Impassible et dans une discipline exemplaire, la première ligne de fantassins se mit à genou découvrant une deuxième rangée prête à tirer. L'officier réitéra son ordre de tirer, déclenchant ainsi une nouvelle salve.

La créature reçu de plein fouet l'assaut des balles, coupant net sa charge. Ses bras lui faisant défaut, elle tomba sur le sol succombant dans des cris comme son acolyte. Le regiment attendit la fin des gémissements et des spasmes avant de se disperser. Quelques gardes s'approchèrent des cadavres, les fusils braqués sur la menace. En même temps, ils firent rentrer la brigade anti-feu, accompagné d'une équipe de médecins.

Mira accouru auprès de Simbad pour l'aider à se redresser.

- Est-ce que ça va ? Demanda-t-elle affolée.

- Oui, répondit-il entre deux toussements. Nom d'un chien, cette chose ne m'a pas raté... je crois qu'elle m'a cassé le bra...Aah !

En effet, lorsque Mira essaya de le manipuler, cela semblait plutôt douloureux. Le professeur laissa couler une petite larme de souffrance.

- Tu peux être heureux de t'en être sorti, dit-elle avec un léger rire nerveux. Aller lève-toi vite, il faut qu'on parte !

La jeune fille regardait nerveusement autour d'elle pendant qu'elle tentait de le soulever.

- Aaah mon épaule ! Je ne peux pas Mira... déclara douloureusement le professeur. Laissez-moi deux minutes.

Un médecin s'approcha d'eux en courant, la valise de secours en main. Ils étaient facilement reconnaissables par leur blouse blanche et leur logo en forme de serpent rouge .

- Tout va bien monsieur, vous êtes blessé ? Demanda-t-il.

Il n'eut pas à attendre de réponse car le regard de Simbad était suffisamment évocateur du problème.

- Très bien, nous allons regarder cela. Mademoiselle, aidez-moi à retirer son manteau... Délicatement de préférence.

Pendant que le médecin s'affairait aux premiers soins, le reste des gardes créèrent un périmètre de sécurité autour des monstres, fermant également les accès à la cour intérieur. Un drap fut alors placé sur les créatures afin d'en cacher la nature aux citoyens qui assistaient de loin à la scène. L'action était cependant inutile car tous avaient pu voir que les témoignages étaient vraies.
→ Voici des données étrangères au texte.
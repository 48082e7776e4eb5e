//! Driver: feed every line of an input into a `TokenCounter`, then report.

use crate::config::CounterConfig;
use crate::counter::TokenCounter;
use crate::error::CountError;
use crate::report::write_counts;
use crate::source::LineSource;
use std::io::{BufRead, BufWriter, Write};
use std::path::Path;
use tracing::info;

/// Count the lines of the file at `path`.
pub fn count_file(path: &Path, config: CounterConfig) -> Result<TokenCounter, CountError> {
    config.validate()?;
    let source = LineSource::open(path).map_err(|source| CountError::Open {
        path: path.to_path_buf(),
        source,
    })?;
    count_lines(source, path, config)
}

/// Count every line of `source`. `origin` only labels read errors.
pub fn count_lines<R: BufRead>(
    source: LineSource<R>,
    origin: &Path,
    config: CounterConfig,
) -> Result<TokenCounter, CountError> {
    let mut counter = TokenCounter::with_config(config)?;
    for line in source {
        let token = line.map_err(|source| CountError::Read {
            path: origin.to_path_buf(),
            source,
        })?;
        counter.record(&token)?;
    }
    Ok(counter)
}

/// Count `path` and write the tally to `out`.
///
/// Nothing is written unless every line was counted.
pub fn run<W: Write>(path: &Path, config: CounterConfig, out: W) -> Result<(), CountError> {
    let counter = count_file(path, config)?;
    info!(
        distinct = counter.len(),
        total = counter.total(),
        size_bits = counter.size_bits(),
        growths = counter.growths(),
        "counted {}",
        path.display()
    );
    let mut out = BufWriter::new(out);
    write_counts(&mut out, counter.entries()).map_err(CountError::Write)
}
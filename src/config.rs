//! Sizing parameters for a `TokenCounter`.

use crate::error::ConfigError;

/// Default initial table size, as a power of two.
pub const DEFAULT_INITIAL_SIZE_BITS: u32 = 21;
/// Default exclusive ceiling on table size bits.
pub const DEFAULT_SIZE_BITS_LIMIT: u32 = 22;
/// Default number of extra probes after the first candidate slot.
pub const DEFAULT_PROBE_LIMIT: u32 = 10;

/// Counter sizing.
///
/// `size_bits_limit` is exclusive: a table never reaches `2^size_bits_limit`
/// slots. With the defaults the table stays at `2^21` slots and the first
/// growth attempt fails.
#[derive(Clone, Copy, Debug, PartialEq, Eq)]
pub struct CounterConfig {
    /// Starting table size is `2^initial_size_bits` slots.
    pub initial_size_bits: u32,
    /// Growth that would reach this many size bits is fatal.
    pub size_bits_limit: u32,
    /// Highest probe attempt index; each key gets `probe_limit + 1` candidates.
    pub probe_limit: u32,
}

impl Default for CounterConfig {
    fn default() -> Self {
        Self {
            initial_size_bits: DEFAULT_INITIAL_SIZE_BITS,
            size_bits_limit: DEFAULT_SIZE_BITS_LIMIT,
            probe_limit: DEFAULT_PROBE_LIMIT,
        }
    }
}

impl CounterConfig {
    pub fn validate(&self) -> Result<(), ConfigError> {
        if self.initial_size_bits < 1 {
            return Err(ConfigError::InitialBitsTooSmall(self.initial_size_bits));
        }
        if self.size_bits_limit <= self.initial_size_bits {
            return Err(ConfigError::LimitNotAboveInitial {
                initial: self.initial_size_bits,
                limit: self.size_bits_limit,
            });
        }
        if self.size_bits_limit > usize::BITS {
            return Err(ConfigError::LimitTooLarge {
                limit: self.size_bits_limit,
                max: usize::BITS,
            });
        }
        Ok(())
    }

    /// Upper bound on growth steps a counter with this config can take.
    pub fn max_growths(&self) -> u32 {
        self.size_bits_limit
            .saturating_sub(self.initial_size_bits)
            .saturating_sub(1)
    }
}
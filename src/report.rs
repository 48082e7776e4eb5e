//! Output: one `"<key> <count>"` line per counted token.

use std::io::{self, Write};

/// Write every `(key, count)` pair in the order given.
///
/// Keys are written back byte for byte, exactly as they were read.
pub fn write_counts<'a, W, I>(out: &mut W, entries: I) -> io::Result<()>
where
    W: Write,
    I: IntoIterator<Item = (&'a [u8], u64)>,
{
    for (key, count) in entries {
        out.write_all(key)?;
        writeln!(out, " {count}")?;
    }
    out.flush()
}
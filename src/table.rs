//! Table: fixed-capacity open-addressing storage with bounded double-hash probing.

use crate::digest::digest;
use crate::probe::ProbeSequence;

/// A counted token held by exactly one slot. Keys are raw bytes; they need
/// not be valid UTF-8.
#[derive(Clone, Debug, Eq, PartialEq)]
pub struct Entry {
    pub key: Vec<u8>,
    pub count: u64,
}

impl Entry {
    fn new(key: &[u8]) -> Self {
        Self {
            key: key.to_vec(),
            count: 1,
        }
    }
}

/// Outcome of [`Table::upsert`].
#[derive(Copy, Clone, Debug, Eq, PartialEq)]
pub enum Upsert {
    /// The key was absent and now occupies a slot with count 1.
    Inserted,
    /// The key was present and its count went up by one.
    Incremented,
    /// Every candidate slot holds a different key; nothing was changed.
    ProbeExhausted,
}

pub struct Table {
    slots: Vec<Option<Entry>>,
    size_bits: u32,
    probe_limit: u32,
    len: usize,
}

impl core::fmt::Debug for Table {
    fn fmt(&self, f: &mut core::fmt::Formatter<'_>) -> core::fmt::Result {
        f.debug_struct("Table")
            .field("size_bits", &self.size_bits)
            .field("probe_limit", &self.probe_limit)
            .field("len", &self.len)
            .finish_non_exhaustive()
    }
}

/// Iterator over occupied slots in storage order.
///
/// The order follows the hash layout and insertion history. It is neither
/// insertion order nor sorted, and it changes whenever the table grows.
pub struct Entries<'a> {
    it: core::slice::Iter<'a, Option<Entry>>,
}

impl<'a> Iterator for Entries<'a> {
    type Item = (&'a [u8], u64);

    #[inline]
    fn next(&mut self) -> Option<Self::Item> {
        self.it
            .by_ref()
            .flatten()
            .next()
            .map(|e| (e.key.as_slice(), e.count))
    }
}

impl Table {
    /// Allocate an empty table of `2^size_bits` slots.
    ///
    /// # Panics
    /// Panics unless `1 <= size_bits < usize::BITS`. `CounterConfig::validate`
    /// enforces this range for counters.
    pub fn new(size_bits: u32, probe_limit: u32) -> Self {
        assert!(
            (1..usize::BITS).contains(&size_bits),
            "size_bits must be in 1..{}",
            usize::BITS
        );
        let capacity = 1usize << size_bits;
        Self {
            slots: std::iter::repeat_with(|| None).take(capacity).collect(),
            size_bits,
            probe_limit,
            len: 0,
        }
    }

    pub fn size_bits(&self) -> u32 {
        self.size_bits
    }
    pub fn probe_limit(&self) -> u32 {
        self.probe_limit
    }
    pub fn capacity(&self) -> usize {
        self.slots.len()
    }
    pub fn len(&self) -> usize {
        self.len
    }
    pub fn is_empty(&self) -> bool {
        self.len == 0
    }

    fn probes(&self, key: &[u8]) -> ProbeSequence {
        ProbeSequence::new(digest(key, self.size_bits), self.size_bits, self.probe_limit)
    }

    /// Insert `key` with count 1, or bump its count if already present.
    pub fn upsert(&mut self, key: &[u8]) -> Upsert {
        for idx in self.probes(key) {
            match self.slots[idx] {
                None => {
                    self.slots[idx] = Some(Entry::new(key));
                    self.len += 1;
                    return Upsert::Inserted;
                }
                Some(ref mut e) if e.key == key => {
                    e.count += 1;
                    return Upsert::Incremented;
                }
                Some(_) => {}
            }
        }
        Upsert::ProbeExhausted
    }

    /// Count for `key`, if present.
    pub fn get(&self, key: &[u8]) -> Option<u64> {
        for idx in self.probes(key) {
            match &self.slots[idx] {
                None => return None,
                Some(e) if e.key == key => return Some(e.count),
                Some(_) => {}
            }
        }
        None
    }

    pub fn entries(&self) -> Entries<'_> {
        Entries {
            it: self.slots.iter(),
        }
    }

    #[cfg(test)]
    pub(crate) fn key_at(&self, idx: usize) -> Option<&[u8]> {
        self.slots[idx].as_ref().map(|e| e.key.as_slice())
    }

    /// Move an existing entry into its first free candidate slot.
    /// Gives the entry back when every candidate is taken.
    fn place(&mut self, entry: Entry) -> Result<usize, Entry> {
        // Keys are distinct across a table, so only empty slots matter here.
        let found = self.probes(&entry.key).find(|&idx| self.slots[idx].is_none());
        match found {
            Some(idx) => {
                self.slots[idx] = Some(entry);
                self.len += 1;
                Ok(idx)
            }
            None => Err(entry),
        }
    }

    /// Build a table of `2^size_bits` slots and move every entry into it,
    /// re-digesting each key for the new size.
    ///
    /// Returns `None` if some entry exhausts its probes in the new table. In
    /// that case every moved entry is returned to its original slot, so
    /// `self` is left exactly as it was.
    ///
    /// # Panics
    /// Panics under the same `size_bits` range as [`Table::new`].
    pub fn rehash(&mut self, size_bits: u32) -> Option<Table> {
        let mut next = Table::new(size_bits, self.probe_limit);
        let mut moved: Vec<(usize, usize)> = Vec::with_capacity(self.len);

        for from in 0..self.slots.len() {
            let Some(entry) = self.slots[from].take() else {
                continue;
            };
            match next.place(entry) {
                Ok(to) => moved.push((from, to)),
                Err(entry) => {
                    self.slots[from] = Some(entry);
                    for (from, to) in moved {
                        self.slots[from] = next.slots[to].take();
                    }
                    return None;
                }
            }
        }

        self.len = 0;
        Some(next)
    }
}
Simbad fixa longuement la main charbonnée qui dépassait du tissus, perturbé par ce qu'il venait de vivre. Tout était vraie, la magie, des monstres aux yeux rouges, ect... Mais ils ressemblaient à des humains, et leur contrôle de l'éther était parfaite.

Les services anti-feu criait dans tous les sens demandant de l'aide, car l'incendie devenait incontrôlable. Certains d'entre eux rentrèrent dans l'établissement afin de sauver le plus de choses possibles. Une chaine s'était formée près d'une fenêtre pour faire sortir des œuvres, pendant que des voitures remplies d'eau défilaient pour aider les quelques pompiers éthériens à contenir l'incendie dans les secteurs du musée en prise aux flammes.

Ethna franchit les portiques de sécurité, accompagnée d'autres dirigeants de la police. Elle regardait furieuse l'ampleur des dégâts qui s'étendaient devant eux. Les officiers partaient un à un, à mesure qu'elle donnait des ordres.

Simbad la suivait des yeux jusqu'au moment où son regard croisa le sien. Là, un long frisson parcourra son dos.

- C'est vous qui avez fait ça, avouez ! hurla-t-elle en s'approchant des deux.

- Balivernes, assura Simbad, nous étions dans les quartiers quand l'explosion a eu lieu... Nous sommes venus porter notre aide quand ces choses sont...

- Sortis ? En même temps que vous ? Un alibi bien pratique vous en conviendrez ! Mais vous avez été pris sur le lieu du crime ! Officiers, fouillez-moi ces individus !

- Vous n'avez pas le droit ! Vous n'avez aucune preuve contre nous, plaida Mira furieuse, tout en se laissant fouiller.

Ethna se tourna vers Mira, l'air dédaigneux.

- Au contraire ma petite ! J'en ai le droit et cela rien que par l'apparente nature de ton équipement. A commencer par cette arme à feu que tu portes, dit-elle en pointant le six-coup que Grundal lui a donné plus tôt dans la soirée. Je parie que tu n'as pas de permis de port d'armes !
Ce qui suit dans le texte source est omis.